Administration of 3 vaccination doses reduces the severe symptomatology in aged and elderly. Vaccination showed a strong association with anti-SARS-CoV-2 humoral response and an expansion of Th2 T-cells populations, independently of age. Delta variants and number of vaccine doses affected the magnitude of the humoral response against the original SARS-CoV-2 and emerging variants. A systematic surveillance of the emerging variants is paramount to define future vaccination strategies.
需要对 COVID-19 肺炎的免疫学特征进行定义,以支持老年患者的临床管理。在这项研究中,我们对 2021 年 11 月至 2022 年 3 月期间因 COVID-19 肺炎入住意大利圣拉斐尔研究所医院(IRCCS San Raffaele Hospital)的老年患者进行了 SARS-CoV-2 疫苗接种和未接种情况下的体液和细胞免疫应答特征分析。
本研究得到了当地当局的批准。根据世界卫生组织(WHO)的指南评估疾病严重程度。我们测试了:(A)抗 SARS-CoV-2 抗体反应(抗 RBD-S IgG、抗 S IgM、抗 N IgG、对 Delta、BA1、BA4/5 变体的中和活性);(B)淋巴细胞 B、CD4 和 CD8 T 细胞表型;(C)血浆细胞因子。使用标准线性回归模型和 Tobit 模型评估疫苗接种和不同变体对免疫应答的影响,调整因素包括年龄、疫苗剂量和性别。

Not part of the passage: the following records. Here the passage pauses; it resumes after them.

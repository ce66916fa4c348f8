//! Presentation-layer renaming of entity keys.
//!
//! Snapshots always store opaque credit keys. Turning those into display
//! names (e.g. IMDb `nconst` into `primaryName`) happens here, on a copy of
//! the mapping, and never feeds back into a stored snapshot.

use crate::entity::EntityIndex;
use crate::error::NetworkError;
use std::collections::HashMap;
use std::io::{self, Write};
use std::path::Path;

/// Key-to-name lookup table.
#[derive(Debug, Clone, Default)]
pub struct NameTable {
    names: HashMap<String, String>,
}

impl NameTable {
    pub fn from_pairs<I, K, V>(pairs: I) -> Self
    where
        I: IntoIterator<Item = (K, V)>,
        K: Into<String>,
        V: Into<String>,
    {
        Self {
            names: pairs
                .into_iter()
                .map(|(k, v)| (k.into(), v.into()))
                .collect(),
        }
    }

    /// Parse a tab-separated table with a header, taking two named columns.
    pub fn read_tsv(
        content: &str,
        key_column: &str,
        name_column: &str,
    ) -> Result<Self, NetworkError> {
        let mut lines = content.lines();
        let header: Vec<&str> = lines
            .next()
            .ok_or_else(|| NetworkError::invalid_input("empty name table"))?
            .split('\t')
            .map(str::trim)
            .collect();
        let column = |name: &str| {
            header
                .iter()
                .position(|h| *h == name)
                .ok_or_else(|| NetworkError::invalid_input(format!("missing column '{name}'")))
        };
        let (key_col, name_col) = (column(key_column)?, column(name_column)?);

        let mut names = HashMap::new();
        for line in lines {
            let fields: Vec<&str> = line.split('\t').map(str::trim).collect();
            if let (Some(key), Some(name)) = (fields.get(key_col), fields.get(name_col)) {
                if !key.is_empty() && !name.is_empty() {
                    names.insert(key.to_string(), name.to_string());
                }
            }
        }
        Ok(Self { names })
    }

    pub fn read_path(
        path: &Path,
        key_column: &str,
        name_column: &str,
    ) -> Result<Self, NetworkError> {
        let content = std::fs::read_to_string(path)?;
        Self::read_tsv(&content, key_column, name_column)
    }

    pub fn name(&self, key: &str) -> Option<&str> {
        self.names.get(key).map(String::as_str)
    }

    pub fn len(&self) -> usize {
        self.names.len()
    }

    pub fn is_empty(&self) -> bool {
        self.names.is_empty()
    }
}

/// One entry of a relabeled mapping.
#[derive(Debug, Clone, PartialEq, Eq)]
pub struct RelabeledEntity {
    pub index: usize,
    pub key: String,
    pub name: String,
}

/// Display names for every entity in index order. Unknown keys keep their key.
pub fn relabel(index: &EntityIndex, names: &NameTable) -> Vec<RelabeledEntity> {
    index
        .iter()
        .map(|(idx, key)| RelabeledEntity {
            index: idx,
            key: key.to_string(),
            name: names.name(key).unwrap_or(key).to_string(),
        })
        .collect()
}

pub fn write_relabel_tsv<W: Write>(rows: &[RelabeledEntity], mut out: W) -> io::Result<()> {
    writeln!(out, "index\tkey\tname")?;
    for row in rows {
        writeln!(out, "{}\t{}\t{}", row.index, row.key, row.name)?;
    }
    out.flush()
}
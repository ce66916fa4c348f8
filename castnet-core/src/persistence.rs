//! Shared persistence utilities: atomic file writes, JSON load/save, and
//! staged directory publication.
//!
//! Every artifact castnet writes goes through a `.tmp` sibling (files) or a
//! hidden staging directory (snapshot bundles) and is renamed into place
//! last, so a reader never observes a half-written result.

use std::io;
use std::path::{Path, PathBuf};

/// Atomically write JSON data to a file.
///
/// Serializes `data` to pretty-printed JSON, writes to a `.tmp` sibling file,
/// then renames to the target path. Creates parent directories if needed.
pub fn atomic_write_json<T: serde::Serialize>(path: &Path, data: &T) -> io::Result<()> {
    let json = serde_json::to_string_pretty(data).map_err(io::Error::other)?;
    atomic_write(path, json.as_bytes())
}

/// Atomically write raw bytes to a file.
pub fn atomic_write(path: &Path, data: &[u8]) -> io::Result<()> {
    if let Some(parent) = path.parent() {
        std::fs::create_dir_all(parent)?;
    }
    let tmp = path.with_extension("tmp");
    std::fs::write(&tmp, data)?;
    std::fs::rename(&tmp, path)?;
    Ok(())
}

/// Load and deserialize JSON from a file.
///
/// Returns `Ok(None)` if the file doesn't exist.
pub fn load_json<T: serde::de::DeserializeOwned>(path: &Path) -> io::Result<Option<T>> {
    if !path.exists() {
        return Ok(None);
    }
    let data = std::fs::read_to_string(path)?;
    let value =
        serde_json::from_str(&data).map_err(|e| io::Error::new(io::ErrorKind::InvalidData, e))?;
    Ok(Some(value))
}

/// A directory that is populated under a hidden name and only becomes
/// visible at its final path on [`StagedDir::publish`].
///
/// Dropping an unpublished stage removes the partial directory.
#[derive(Debug)]
pub struct StagedDir {
    staging: PathBuf,
    target: PathBuf,
    published: bool,
}

impl StagedDir {
    /// Create a fresh staging directory next to `target`.
    ///
    /// Fails with `AlreadyExists` if `target` is already present.
    pub fn create(target: &Path) -> io::Result<Self> {
        if target.exists() {
            return Err(io::Error::new(
                io::ErrorKind::AlreadyExists,
                format!("{} already exists", target.display()),
            ));
        }
        let parent = target.parent().unwrap_or_else(|| Path::new("."));
        std::fs::create_dir_all(parent)?;
        let name = target
            .file_name()
            .map(|n| n.to_string_lossy().into_owned())
            .unwrap_or_else(|| "stage".to_string());
        let staging = parent.join(format!(".{name}.partial"));
        if staging.exists() {
            // Leftover from an interrupted write; it was never published.
            std::fs::remove_dir_all(&staging)?;
        }
        std::fs::create_dir(&staging)?;
        Ok(Self {
            staging,
            target: target.to_path_buf(),
            published: false,
        })
    }

    /// Path of a file inside the staging area.
    pub fn path(&self, file: &str) -> PathBuf {
        self.staging.join(file)
    }

    /// Rename the staging directory to its final location.
    pub fn publish(mut self) -> io::Result<PathBuf> {
        if self.target.exists() {
            return Err(io::Error::new(
                io::ErrorKind::AlreadyExists,
                format!("{} already exists", self.target.display()),
            ));
        }
        std::fs::rename(&self.staging, &self.target)?;
        self.published = true;
        Ok(self.target.clone())
    }
}

impl Drop for StagedDir {
    fn drop(&mut self) {
        if !self.published {
            let _ = std::fs::remove_dir_all(&self.staging);
        }
    }
}
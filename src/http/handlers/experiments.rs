use crate::AppState;
use axum::extract::State;
use axum::response::IntoResponse;
use axum::Json;

pub async fn list_experiments(State(state): State<AppState>) -> impl IntoResponse {
    (
        axum::http::StatusCode::OK,
        Json(state.catalog.definitions().to_vec()),
    )
        .into_response()
}
use serde::{Deserialize, Serialize};

#[derive(Debug, Clone, PartialEq, Eq, Serialize, Deserialize)]
pub struct Variant {
    pub name: String,
    pub weight: u32,
}

impl Variant {
    pub fn new(name: &str, weight: u32) -> Self {
        Self {
            name: name.to_string(),
            weight,
        }
    }
}

/// A named experiment. Variant order defines the cumulative-weight
/// boundaries and the fallback variant (the first one).
#[derive(Debug, Clone, PartialEq, Eq, Serialize, Deserialize)]
pub struct ExperimentDefinition {
    pub name: String,
    pub variants: Vec<Variant>,
}

impl ExperimentDefinition {
    pub fn new(name: &str, variants: Vec<Variant>) -> Self {
        Self {
            name: name.to_string(),
            variants,
        }
    }

    pub fn total_weight(&self) -> u32 {
        self.variants
            .iter()
            .fold(0_u32, |acc, v| acc.saturating_add(v.weight))
    }
}

#[derive(Debug, Clone, Copy, PartialEq, Eq)]
pub enum SelectionMode {
    Random,
    Deterministic,
}

#[derive(Debug, Clone)]
pub struct SelectionRequest {
    pub experiment: String,
    pub caller: Option<String>,
    pub mode: SelectionMode,
}

#[derive(Debug, Clone, PartialEq, Eq)]
pub struct SelectionResult {
    pub experiment: String,
    pub variant: String,
    pub mode: SelectionMode,
    pub sample_point: u32,
}

/// Form/query parameters posted by the call flow. Field names follow the
/// telephony webhook conventions, with camelCase aliases for other callers.
#[derive(Debug, Clone, Default, Deserialize)]
pub struct AssignmentParams {
    #[serde(rename = "experimentName", default)]
    pub experiment_name: Option<String>,
    #[serde(rename = "persistentAssignment", default)]
    pub persistent_assignment: Option<String>,
    #[serde(rename = "CallSid", alias = "callId", default)]
    pub call_id: Option<String>,
    #[serde(rename = "From", alias = "caller", default)]
    pub caller: Option<String>,
}

#[derive(Debug, Clone, Serialize)]
#[serde(rename_all = "camelCase")]
pub struct AssignmentResponse {
    pub status: String,
    pub experiment: String,
    pub variant: String,
    pub call_id: String,
    pub caller: String,
    pub is_persistent: bool,
}

#[derive(Debug, Clone, Serialize)]
#[serde(rename_all = "camelCase")]
pub struct AssignmentErrorBody {
    pub status: String,
    pub message: String,
    pub valid_experiments: Vec<String>,
}
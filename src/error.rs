use std::path::PathBuf;

#[derive(Debug, thiserror::Error)]
pub enum AssignmentError {
    #[error("Invalid or missing experiment name: {}", .0.as_deref().unwrap_or("(none)"))]
    UnknownExperiment(Option<String>),
    #[error("experiment {0} has no variants")]
    EmptyVariantList(String),
}

#[derive(Debug, thiserror::Error)]
pub enum CatalogError {
    #[error("failed to read experiments file {}: {source}", .path.display())]
    Read {
        path: PathBuf,
        #[source]
        source: std::io::Error,
    },
    #[error("invalid experiments file: {0}")]
    Parse(#[from] serde_json::Error),
    #[error("experiment {0} has no variants")]
    EmptyVariantList(String),
    #[error("experiment {experiment} has {variants} variants but {weights} weights")]
    WeightCountMismatch {
        experiment: String,
        variants: usize,
        weights: usize,
    },
    #[error("experiment {0} is defined more than once")]
    DuplicateExperiment(String),
    #[error("experiment {experiment} lists variant {variant} more than once")]
    DuplicateVariant { experiment: String, variant: String },
}
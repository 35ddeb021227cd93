use crate::http::handlers::{assignments, experiments, ops};
use crate::AppState;
use axum::routing::get;
use axum::Router;

pub fn router(state: AppState) -> Router {
    Router::new()
        .route("/health", get(ops::health))
        .route(
            "/assignments",
            get(assignments::assign_from_query).post(assignments::assign_from_form),
        )
        .route("/experiments", get(experiments::list_experiments))
        .route("/ops/readiness", get(ops::readiness))
        .route("/ops/liveness", get(ops::liveness))
        .with_state(state)
}
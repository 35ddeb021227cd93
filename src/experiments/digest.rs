/// Reduces a caller identifier (usually a phone number) to a bucket.
///
/// Only ASCII digits count. The trailing four digits are summed and the sum
/// is taken modulo 100, so the reachable range is `0..=36`.
pub fn digest(identifier: &str) -> u32 {
    let digits: Vec<u32> = identifier.chars().filter_map(|c| c.to_digit(10)).collect();
    let tail = &digits[digits.len().saturating_sub(4)..];
    tail.iter().sum::<u32>() % 100
}

#[cfg(test)]
mod tests {
    use super::digest;

    #[test]
    fn sums_trailing_four_digits() {
        assert_eq!(digest("555-1234"), 10);
        assert_eq!(digest("+1 (415) 555-9999"), 36);
    }

    #[test]
    fn short_or_digitless_input() {
        assert_eq!(digest(""), 0);
        assert_eq!(digest("anonymous"), 0);
        assert_eq!(digest("0000"), 0);
        assert_eq!(digest("x7y"), 7);
        assert_eq!(digest("12"), 3);
    }

    #[test]
    fn non_ascii_digits_are_stripped() {
        // Arabic-Indic digits are not 0-9.
        assert_eq!(digest("\u{0663}\u{0664}12"), 3);
    }
}
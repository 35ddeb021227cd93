use crate::domain::experiment::{
    ExperimentDefinition, SelectionMode, SelectionRequest, SelectionResult,
};
use crate::error::AssignmentError;
use crate::experiments::catalog::ExperimentCatalog;
use crate::experiments::digest::digest;
use crate::experiments::sampler::SamplePointSource;

/// Cumulative-weight scan: the first variant whose running total exceeds
/// `sample_point` wins. Points past the total map to the first variant.
pub fn select_index(
    experiment: &ExperimentDefinition,
    sample_point: u32,
) -> Result<usize, AssignmentError> {
    if experiment.variants.is_empty() {
        return Err(AssignmentError::EmptyVariantList(experiment.name.clone()));
    }

    let mut cumulative = 0_u32;
    for (idx, variant) in experiment.variants.iter().enumerate() {
        cumulative = cumulative.saturating_add(variant.weight);
        if sample_point < cumulative {
            return Ok(idx);
        }
    }

    Ok(0)
}

pub fn select(
    experiment: &ExperimentDefinition,
    sample_point: u32,
) -> Result<&str, AssignmentError> {
    let idx = select_index(experiment, sample_point)?;
    Ok(experiment.variants[idx].name.as_str())
}

pub fn assign(
    catalog: &ExperimentCatalog,
    request: &SelectionRequest,
    sampler: &dyn SamplePointSource,
) -> Result<SelectionResult, AssignmentError> {
    let experiment = catalog
        .get(&request.experiment)
        .ok_or_else(|| AssignmentError::UnknownExperiment(Some(request.experiment.clone())))?;

    let caller = request.caller.as_deref().filter(|c| !c.is_empty());
    let (mode, sample_point) = match (request.mode, caller) {
        (SelectionMode::Deterministic, Some(caller)) => {
            (SelectionMode::Deterministic, digest(caller))
        }
        _ => (SelectionMode::Random, sampler.next_uniform()),
    };

    let variant = select(experiment, sample_point)?;
    Ok(SelectionResult {
        experiment: experiment.name.clone(),
        variant: variant.to_string(),
        mode,
        sample_point,
    })
}

#[cfg(test)]
mod tests {
    use super::*;
    use crate::domain::experiment::Variant;
    use crate::experiments::sampler::SequenceSampler;

    fn request(experiment: &str, caller: Option<&str>, mode: SelectionMode) -> SelectionRequest {
        SelectionRequest {
            experiment: experiment.to_string(),
            caller: caller.map(str::to_string),
            mode,
        }
    }

    #[test]
    fn boundaries_follow_cumulative_weights() {
        let exp = ExperimentDefinition::new(
            "holdMusic",
            vec![
                Variant::new("classical", 40),
                Variant::new("jazz", 30),
                Variant::new("ambient", 30),
            ],
        );
        assert_eq!(select(&exp, 0).unwrap(), "classical");
        assert_eq!(select(&exp, 39).unwrap(), "classical");
        assert_eq!(select(&exp, 40).unwrap(), "jazz");
        assert_eq!(select(&exp, 69).unwrap(), "jazz");
        assert_eq!(select(&exp, 70).unwrap(), "ambient");
        assert_eq!(select(&exp, 99).unwrap(), "ambient");
    }

    #[test]
    fn uncovered_tail_falls_back_to_first() {
        let exp = ExperimentDefinition::new(
            "short",
            vec![Variant::new("a", 30), Variant::new("b", 30)],
        );
        assert_eq!(select(&exp, 45).unwrap(), "b");
        assert_eq!(select(&exp, 60).unwrap(), "a");
        assert_eq!(select(&exp, 99).unwrap(), "a");
    }

    #[test]
    fn zero_weight_variant_is_never_chosen() {
        let exp = ExperimentDefinition::new(
            "off",
            vec![Variant::new("a", 0), Variant::new("b", 100)],
        );
        assert!((0..100).all(|p| select(&exp, p).unwrap() == "b"));
    }

    #[test]
    fn index_matches_name() {
        let exp = ExperimentDefinition::new(
            "twins",
            vec![Variant::new("same", 50), Variant::new("same", 50)],
        );
        assert_eq!(select_index(&exp, 49).unwrap(), 0);
        assert_eq!(select_index(&exp, 50).unwrap(), 1);
        assert_eq!(select(&exp, 50).unwrap(), "same");
    }

    #[test]
    fn empty_experiment_is_an_error() {
        let exp = ExperimentDefinition::new("void", Vec::new());
        assert!(matches!(
            select(&exp, 0),
            Err(AssignmentError::EmptyVariantList(name)) if name == "void"
        ));
    }

    #[test]
    fn deterministic_mode_uses_digest() {
        let catalog = ExperimentCatalog::builtin();
        let sampler = SequenceSampler::new(vec![99]);
        let out = assign(
            &catalog,
            &request("welcomeMessage", Some("555-1234"), SelectionMode::Deterministic),
            &sampler,
        )
        .unwrap();
        assert_eq!(out.mode, SelectionMode::Deterministic);
        assert_eq!(out.sample_point, 10);
        assert_eq!(out.variant, "standard");
    }

    #[test]
    fn deterministic_mode_without_caller_draws_randomly() {
        let catalog = ExperimentCatalog::builtin();
        let sampler = SequenceSampler::new(vec![70]);
        let out = assign(
            &catalog,
            &request("holdMusic", Some(""), SelectionMode::Deterministic),
            &sampler,
        )
        .unwrap();
        assert_eq!(out.mode, SelectionMode::Random);
        assert_eq!(out.variant, "ambient");
    }

    #[test]
    fn random_mode_ignores_caller() {
        let catalog = ExperimentCatalog::builtin();
        let sampler = SequenceSampler::new(vec![50]);
        let out = assign(
            &catalog,
            &request("welcomeMessage", Some("555-1234"), SelectionMode::Random),
            &sampler,
        )
        .unwrap();
        assert_eq!(out.sample_point, 50);
        assert_eq!(out.variant, "new");
    }

    #[test]
    fn unknown_experiment_is_reported() {
        let catalog = ExperimentCatalog::builtin();
        let err = assign(
            &catalog,
            &request("nope", None, SelectionMode::Random),
            &SequenceSampler::new(vec![0]),
        )
        .unwrap_err();
        assert_eq!(err.to_string(), "Invalid or missing experiment name: nope");
    }
}
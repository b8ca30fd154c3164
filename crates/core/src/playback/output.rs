use cpal::traits::{DeviceTrait, HostTrait, StreamTrait};

use crate::{BitwaveError, Result};

use super::Renderer;

/// Stream parameters derived from the loaded buffer.
#[derive(Debug, Clone, Copy, PartialEq, Eq)]
pub struct StreamSpec {
    pub channels: u16,
    pub sample_rate: u32,
}

/// Owned handle to a running output stream. Dropping it tears the stream down.
pub trait StreamHandle {}

/// Audio backend the engine streams through.
pub trait OutputDevice {
    /// Opens a stream that pulls every block from `renderer`.
    ///
    /// Must fail with [`BitwaveError::ChannelMismatch`] when the device cannot
    /// be opened with `spec.channels`.
    fn open_stream(&mut self, spec: StreamSpec, renderer: Renderer)
        -> Result<Box<dyn StreamHandle>>;
}

/// Output device backed by `cpal`.
pub struct CpalOutput {
    device: cpal::Device,
}

impl CpalOutput {
    /// Uses the default output device of the default host.
    pub fn default_device() -> Result<Self> {
        let host = cpal::default_host();
        let device = host
            .default_output_device()
            .ok_or_else(|| BitwaveError::Device("no audio output device found".into()))?;
        if let Ok(name) = device.name() {
            tracing::info!(device = %name, "using output device");
        }
        Ok(Self::new(device))
    }

    pub fn new(device: cpal::Device) -> Self {
        Self { device }
    }

    fn select_config(&self, spec: StreamSpec) -> Result<cpal::StreamConfig> {
        let ranges: Vec<_> = self
            .device
            .supported_output_configs()
            .map_err(BitwaveError::device)?
            .filter(|range| range.channels() == spec.channels)
            .collect();

        if ranges.is_empty() {
            let device = self
                .device
                .default_output_config()
                .map(|config| config.channels())
                .unwrap_or(0);
            return Err(BitwaveError::ChannelMismatch {
                device,
                buffer: spec.channels,
            });
        }

        let rate = cpal::SampleRate(spec.sample_rate);
        let range = ranges
            .into_iter()
            .find(|range| {
                range.sample_format() == cpal::SampleFormat::F32
                    && range.min_sample_rate() <= rate
                    && rate <= range.max_sample_rate()
            })
            .ok_or_else(|| {
                BitwaveError::Device(format!(
                    "no f32 output at {} Hz with {} channels",
                    spec.sample_rate, spec.channels
                ))
            })?;

        Ok(range.with_sample_rate(rate).config())
    }
}

impl OutputDevice for CpalOutput {
    fn open_stream(
        &mut self,
        spec: StreamSpec,
        renderer: Renderer,
    ) -> Result<Box<dyn StreamHandle>> {
        let config = self.select_config(spec)?;
        tracing::debug!(?config, "opening output stream");

        let stream = self
            .device
            .build_output_stream(
                &config,
                move |data: &mut [f32], _: &cpal::OutputCallbackInfo| renderer.render(data),
                |err| tracing::error!(%err, "audio stream error"),
                None,
            )
            .map_err(BitwaveError::device)?;
        stream.play().map_err(BitwaveError::device)?;

        Ok(Box::new(CpalStream { _stream: stream }))
    }
}

impl std::fmt::Debug for CpalOutput {
    fn fmt(&self, f: &mut std::fmt::Formatter<'_>) -> std::fmt::Result {
        f.debug_struct("CpalOutput").finish()
    }
}

struct CpalStream {
    _stream: cpal::Stream,
}

impl StreamHandle for CpalStream {}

我们研究了 47 名老年患者(中位年龄 78.41 岁),22 名(47%)为女性,33 名(70%)年龄大于 70 岁(老年人)。入院时,36%的患者未接种疫苗(VAC),而 63%的患者接种了 2 剂(VAC)或 3 剂(VAC)疫苗。在住院期间,未接种疫苗(VAC)患者的 WHO 评分>5 的比例更高(VAC 中为 14%,VAC 中为 43%,VACno 中为 44%)。独立于疫苗剂量和性别,老年人的 SARS-CoV-2 体液免疫应答总体较低(RBD-S IgG,p=0.0075)。通过线性回归,抗 RBD-S(p=0.0060)、B(p=0.0079)、CD8(p=0.0043)和 Th2 细胞计数(p=0.0131)在 VAC 中更高,与 VAC 相比。Delta 变体在 VAC 中最具代表性(n=13/18,72%),在 41%的 VAC 中检测到,而在 VAC 中未检测到,VAC 中抗 RBD-S 的产生更高(p=0.0001),以及对 Delta(p=0141)、BA1(p=0.0255)和 BA4/5(p=0.0162)的中和作用。Delta 感染还导致促炎细胞因子(IFN-α,p=0.0463;IL-6,p=0.0010)的增加。
接种 3 剂疫苗可减轻老年和老年人的严重症状。接种疫苗与 SARS-CoV-2 体液免疫应答和 Th2 T 细胞群体的扩增呈强相关,与年龄无关。Delta 变体和疫苗剂量影响对原始 SARS-CoV-2 和新兴变体的体液应答幅度。系统监测新出现的变体对于确定未来的疫苗接种策略至关重要。